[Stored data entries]
===
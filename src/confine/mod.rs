//! Confine predicates: the unit of runtime suitability checking.
//!
//! A confine is a single boolean predicate with one or more candidate
//! values, evaluated against a subject (a provider and its host). Providers
//! and declared features own bags of confines (see [`collection`]); a
//! provider is usable, or a feature supported, when its confines hold.
//!
//! The predicate kinds form a closed set. Names that resolve to no built-in
//! kind fall back to the fact-variable kind, with the name itself bound as
//! the fact to check; an unknown kind name is never an error.

pub mod collection;
pub mod subject;

pub use collection::{ConfineCollection, Criteria, FeatureConfineCollection};
pub use subject::{BasicSubject, ConfineSubject};

use serde::{Deserialize, Serialize};
use serde_json::Value;

/// The closed set of predicate kinds.
#[derive(Debug, Clone, PartialEq, Eq, Serialize, Deserialize)]
#[serde(rename_all = "snake_case")]
pub enum ConfineKind {
    /// Every candidate value must be truthy.
    True,
    /// Every candidate value must be falsy.
    False,
    /// Every candidate path (or binary name, with `for_binary`) must exist.
    Exists,
    /// The subject must expose every named method.
    HasMethod,
    /// Every named process-wide feature must be available.
    HasFeature,
    /// Fallback: the named fact's value must match one of the candidates.
    Variable(String),
}

impl ConfineKind {
    /// Kind-name registry. A fixed mapping; anything else routes to the
    /// fact-variable fallback with the name bound as the fact to check.
    pub fn resolve(name: &str) -> Self {
        match name.trim().to_ascii_lowercase().as_str() {
            "true" => Self::True,
            "false" => Self::False,
            "exists" => Self::Exists,
            "has_method" => Self::HasMethod,
            "feature" => Self::HasFeature,
            other => Self::Variable(other.to_string()),
        }
    }

    /// Grouping key for diagnostics. All fact-variable confines share one
    /// group regardless of which fact they check.
    pub fn group_key(&self) -> &'static str {
        match self {
            Self::True => "true",
            Self::False => "false",
            Self::Exists => "exists",
            Self::HasMethod => "has_method",
            Self::HasFeature => "feature",
            Self::Variable(_) => "variable",
        }
    }
}

/// A single predicate with its candidate values.
///
/// Constructed only by the owning collection, which guarantees the value
/// list is never empty and stamps the diagnostic label.
#[derive(Debug, Clone, Serialize)]
pub struct Confine {
    kind: ConfineKind,
    values: Vec<Value>,
    label: String,
    for_binary: bool,
}

impl Confine {
    pub(crate) fn new(kind: ConfineKind, values: Vec<Value>) -> Self {
        Self {
            kind,
            values,
            label: String::new(),
            for_binary: false,
        }
    }

    pub(crate) fn set_label(&mut self, label: &str) {
        self.label = label.to_string();
    }

    pub(crate) fn set_for_binary(&mut self, for_binary: bool) {
        self.for_binary = for_binary;
    }

    pub fn kind(&self) -> &ConfineKind {
        &self.kind
    }

    pub fn values(&self) -> &[Value] {
        &self.values
    }

    /// "Type.feature" or provider identity, diagnostics only.
    pub fn label(&self) -> &str {
        &self.label
    }

    pub fn for_binary(&self) -> bool {
        self.for_binary
    }

    /// One outcome per candidate value, in declaration order.
    pub fn outcomes(&self, subject: &dyn ConfineSubject) -> Vec<bool> {
        self.values
            .iter()
            .map(|value| self.pass(value, subject))
            .collect()
    }

    /// Does the whole confine hold for the subject?
    ///
    /// Fact-variable confines use membership semantics (the fact must match
    /// one of the candidates); every other kind requires all candidates to
    /// pass.
    pub fn valid(&self, subject: &dyn ConfineSubject) -> bool {
        let outcomes = self.outcomes(subject);
        match self.kind {
            ConfineKind::Variable(_) => outcomes.iter().any(|ok| *ok),
            _ => outcomes.iter().all(|ok| *ok),
        }
    }

    /// Candidate values that did not pass, in declaration order.
    pub fn failing_values(&self, subject: &dyn ConfineSubject) -> Vec<&Value> {
        self.values
            .iter()
            .filter(|value| !self.pass(value, subject))
            .collect()
    }

    fn pass(&self, value: &Value, subject: &dyn ConfineSubject) -> bool {
        match &self.kind {
            ConfineKind::True => truthy(value),
            ConfineKind::False => !truthy(value),
            ConfineKind::Exists => match value_str(value) {
                Some(path) if !path.is_empty() => {
                    if self.for_binary {
                        subject.find_on_search_path(&path).is_some()
                    } else {
                        subject.path_exists(&path)
                    }
                }
                _ => false,
            },
            ConfineKind::HasMethod => value_str(value)
                .map(|method| subject.has_method(&method))
                .unwrap_or(false),
            ConfineKind::HasFeature => value_str(value)
                .map(|feature| subject.global_feature(&feature))
                .unwrap_or(false),
            ConfineKind::Variable(fact) => match subject.fact(fact) {
                Some(actual) => fact_matches(&actual, value),
                None => false,
            },
        }
    }

    /// Human-readable reason for one failing value.
    pub fn message(&self, value: &Value) -> String {
        match &self.kind {
            ConfineKind::True => "false value when expecting true".to_string(),
            ConfineKind::False => "true value when expecting false".to_string(),
            ConfineKind::Exists => {
                if self.for_binary {
                    format!("binary '{}' does not exist", display(value))
                } else {
                    format!("file '{}' does not exist", display(value))
                }
            }
            ConfineKind::HasMethod => {
                format!("method '{}' is not available", display(value))
            }
            ConfineKind::HasFeature => {
                format!("global feature '{}' is missing", display(value))
            }
            ConfineKind::Variable(fact) => {
                format!("fact '{}' does not match '{}'", fact, display(value))
            }
        }
    }
}

/// Aggregated failure information for one kind across sibling confines.
#[derive(Debug, Clone, PartialEq, Eq, Serialize)]
#[serde(rename_all = "snake_case")]
pub enum SummaryOutcome {
    /// Passing-value count (truthiness kinds).
    Count(usize),
    /// Values that failed, deduplicated where the kind calls for a union.
    Missing(Vec<String>),
}

impl SummaryOutcome {
    pub fn is_empty(&self) -> bool {
        match self {
            Self::Count(count) => *count == 0,
            Self::Missing(missing) => missing.is_empty(),
        }
    }
}

/// Summarize all sibling confines of one kind group. Best effort: an empty
/// group or an unhelpful subject yields an empty outcome, never a failure.
pub(crate) fn summarize(
    group: &[&Confine],
    subject: &dyn ConfineSubject,
) -> SummaryOutcome {
    let Some(first) = group.first() else {
        return SummaryOutcome::Missing(Vec::new());
    };
    match first.kind() {
        ConfineKind::True | ConfineKind::False => {
            let passing = group
                .iter()
                .map(|confine| {
                    confine
                        .outcomes(subject)
                        .into_iter()
                        .filter(|ok| *ok)
                        .count()
                })
                .sum();
            SummaryOutcome::Count(passing)
        }
        ConfineKind::Exists => {
            let missing = group
                .iter()
                .flat_map(|confine| confine.failing_values(subject))
                .map(display)
                .collect();
            SummaryOutcome::Missing(missing)
        }
        ConfineKind::HasMethod | ConfineKind::HasFeature => {
            let mut missing = Vec::new();
            for confine in group {
                for value in confine.failing_values(subject) {
                    let name = display(value);
                    if !missing.contains(&name) {
                        missing.push(name);
                    }
                }
            }
            SummaryOutcome::Missing(missing)
        }
        ConfineKind::Variable(_) => {
            let mut failing = Vec::new();
            for confine in group {
                if let ConfineKind::Variable(fact) = confine.kind() {
                    if !confine.valid(subject) && !failing.contains(fact) {
                        failing.push(fact.clone());
                    }
                }
            }
            SummaryOutcome::Missing(failing)
        }
    }
}

/// `null` and `false` are falsy; everything else is truthy.
pub(crate) fn truthy(value: &Value) -> bool {
    !matches!(value, Value::Null | Value::Bool(false))
}

/// Scalar string form, when the value has one.
fn value_str(value: &Value) -> Option<String> {
    match value {
        Value::String(text) => Some(text.clone()),
        Value::Number(number) => Some(number.to_string()),
        Value::Bool(flag) => Some(flag.to_string()),
        _ => None,
    }
}

fn display(value: &Value) -> String {
    value_str(value).unwrap_or_else(|| value.to_string())
}

/// Loose fact comparison: booleans match booleans and the strings
/// "true"/"false"; everything else compares by case-insensitive string
/// form, falling back to structural equality for composite values.
fn fact_matches(actual: &Value, candidate: &Value) -> bool {
    match (actual, candidate) {
        (Value::Bool(actual), Value::Bool(candidate)) => actual == candidate,
        (Value::Bool(actual), Value::String(candidate)) => {
            candidate.eq_ignore_ascii_case(if *actual { "true" } else { "false" })
        }
        _ => match (value_str(actual), value_str(candidate)) {
            (Some(actual), Some(candidate)) => actual.eq_ignore_ascii_case(&candidate),
            _ => actual == candidate,
        },
    }
}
===
WHAT YOU WILL DO
The lines that mention the word "available" should be pulled from the records above.

ANSWER SPACE
    /// Every named process-wide feature must be available.
                format!("method '{}' is not available", display(value))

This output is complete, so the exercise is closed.